Anything can go up anywhere at any time, and that free and ready access has made people both less appreciative of fannish output and more inclined to criticize what is offered. After all, if they don't like what you've written, there are thirty thousand other folks waiting to ply their wares. Because there are no pages to hold, people forget that work went into creating the story they're reading, and they're more apt to dismiss it out of hand.

And let's face it, posting things on the Internet gives both writer and reader bigger balls. I've written and posted fic for Internet consumption that I would never read aloud to a writing circle. The Internet grants us safe harbor in anonymity, and it's easy to be brave when you can pretend no one's watching.

The anonymity comes with a price, though. It dehumanizes the writer to an aggregate of pixels, and folks therefore say things that they wouldn't were they face to face and forced to confront their adversary's humanity, their reality. I'm not talking about story-related concrit that bursts the ego bubble and leaves the backside sore, but the personal jibes meant just for plain meanness.

It's paradoxical that the medium that strips creators of their essential reality imbues their creations with such immediacy that many cannot separate fiction from advocation. Maybe it's because fen are so involved and engaged with the characters they love that they forget they aren't real, or maybe the recent content hysteria is symptomatic of a broader disconnect. Maybe it's because so many people have bought into the idea that the world is a dirty, rotten place, not because people have done bad deeds, but because they have bad thoughts. Even if that were true, banning them from public discourse wouldn't get rid of them. It would just make the things that go on in the dark that much darker and make it that much harder for frightened people to find the light and expose the monster when he does shamble from the closet.

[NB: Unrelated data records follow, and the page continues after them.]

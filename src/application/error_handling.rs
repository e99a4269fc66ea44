// src/application/error_handling.rs
//
// Error Handling for Commands
//
// ARCHITECTURE:
// - Maps internal errors → caller-friendly responses with an HTTP-like status
// - Provides consistent error format for every command
// - Never exposes store internals beyond validation messages
// - Logs errors for debugging

use serde::{Deserialize, Serialize};

use crate::error::{AppError, StoreError};

/// Standard error response
#[derive(Debug, Clone, PartialEq, Eq, Serialize, Deserialize)]
pub struct ErrorResponse {
    pub success: bool,
    pub error_type: ErrorType,
    pub message: String,
    pub details: Option<String>,
    pub status: u16,
}

/// Error categories
#[derive(Debug, Clone, Copy, PartialEq, Eq, Serialize, Deserialize)]
#[serde(rename_all = "snake_case")]
pub enum ErrorType {
    /// Resource not found (404)
    NotFound,

    /// Invalid input, schema violation or unsafe request (400)
    Validation,

    /// Document store failure (500)
    Storage,
}

impl ErrorResponse {
    /// Create error response from AppError
    pub fn from_app_error(error: AppError) -> Self {
        match error {
            AppError::NotFound(resource) => Self::not_found(&resource),

            AppError::InvalidInput(message) => Self::validation(message),

            AppError::UnsafeDelete => Self::validation(AppError::UnsafeDelete.to_string()),

            AppError::Storage {
                source: StoreError::Validation { violations, .. },
                ..
            } => Self {
                details: Some(
                    violations
                        .iter()
                        .map(|v| format!("{}: {}", v.field, v.message))
                        .collect::<Vec<_>>()
                        .join("\n"),
                ),
                ..Self::validation("Validation failed".to_string())
            },

            AppError::Storage { message, source } => {
                // Log full error for debugging
                log::error!("Storage error: {} ({:?})", message, source);

                Self {
                    success: false,
                    error_type: ErrorType::Storage,
                    message: "Storage operation failed".to_string(),
                    details: Some("Check logs for details".to_string()),
                    status: 500,
                }
            }
        }
    }

    /// Create validation error
    pub fn validation(message: String) -> Self {
        Self {
            success: false,
            error_type: ErrorType::Validation,
            message,
            details: None,
            status: 400,
        }
    }

    /// Create not found error
    pub fn not_found(resource: &str) -> Self {
        Self {
            success: false,
            error_type: ErrorType::NotFound,
            message: format!("{} not found", resource),
            details: None,
            status: 404,
        }
    }
}

impl From<AppError> for ErrorResponse {
    fn from(error: AppError) -> Self {
        Self::from_app_error(error)
    }
}

/// Helper trait to convert Results to ErrorResponse
pub trait ToErrorResponse<T> {
    fn to_error_response(self) -> Result<T, ErrorResponse>;
}

impl<T> ToErrorResponse<T> for Result<T, AppError> {
    fn to_error_response(self) -> Result<T, ErrorResponse> {
        self.map_err(ErrorResponse::from_app_error)
    }
}

#[cfg(test)]
mod tests {
    use super::*;
    use crate::error::FieldViolation;

    #[test]
    fn test_not_found_error() {
        let error = ErrorResponse::from_app_error(AppError::NotFound("Pet".to_string()));
        assert_eq!(error.error_type, ErrorType::NotFound);
        assert_eq!(error.message, "Pet not found");
        assert_eq!(error.status, 404);
    }

    #[test]
    fn test_validation_error() {
        let error = ErrorResponse::validation("Invalid input".to_string());
        assert_eq!(error.error_type, ErrorType::Validation);
        assert_eq!(error.message, "Invalid input");
        assert_eq!(error.status, 400);
    }

    #[test]
    fn test_schema_violations_are_client_errors() {
        let error = ErrorResponse::from_app_error(
            StoreError::Validation {
                collection: "pets".to_string(),
                violations: vec![FieldViolation::new("name", "Please provide a name for this pet.")],
            }
            .into(),
        );

        assert_eq!(error.status, 400);
        assert_eq!(error.details.as_deref(), Some("name: Please provide a name for this pet."));
    }

    #[test]
    fn test_unsafe_delete_is_client_error() {
        let error = ErrorResponse::from_app_error(AppError::UnsafeDelete);
        assert_eq!(error.error_type, ErrorType::Validation);
        assert_eq!(error.status, 400);
    }

    #[test]
    fn test_other_storage_errors_are_server_errors() {
        let error = ErrorResponse::from_app_error(StoreError::Pool("exhausted".to_string()).into());
        assert_eq!(error.error_type, ErrorType::Storage);
        assert_eq!(error.status, 500);
        assert!(!error.message.contains("exhausted"));
    }

    #[test]
    fn test_serialization() {
        let error = ErrorResponse::not_found("Pet");
        let json = serde_json::to_string(&error).unwrap();
        assert!(json.contains("not_found"));
        assert!(json.contains("Pet not found"));
    }
}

The fact that fannish output is free should absolve us of responsibility more than it should increase our moral onus. Someone-a crackpot, no doubt-could lay the charge that proficcers profit from their work, and thus, the propagation of their ideas, latent and overt. Someone has paid them for their brain soup and distributed it to the masses, and what is more, people have paid to consume it.

The fanficcer, on the other hand, gets nothing in return for the dissemination of ideas. Occasionally, a "Good job" comes down the pipeline, but by and large, he has no clue how large an audience he is reaching, or even if he is reaching one at all. Since he is gaining little tangible profit from his contributions, he should not be bound by the same standards that govern content acceptability and saleability in profic. Fandom has exceptions to this, of course, such as giftfic and prompt and thonfic, but in those cases, the writer is aware of those strictures before he begins.

Writers, in fandom or out, should have no fetters placed upon their creativity. They should, however, avail themselves of the climate of the fandom or genre in which they want to write. Wincest, for example, has no place in a gen or het comm, and a writer of gay erotica would do well to stay out of the fundamentalist Christian arena.

For me, the problem lies with the fact that fandom readers demand newer, fresher ideas and plots, while at the same time refusing to be drawn from their comfort zones or to accept that they might not like what they read. They want to know everything about a story before they begin, and then they wonder why the story holds no surprises and packs no punch. Fandom wants to have its cake, eat it, and then complain about it, too. And then it wants the cooks whose efforts they have just derided to get back in the kitchen and make them more. It's and endless, vicious cycle.

I recognized that some time ago, and now I write whatever I please. Fewer folks read my output, but I'm happier and prouder for it.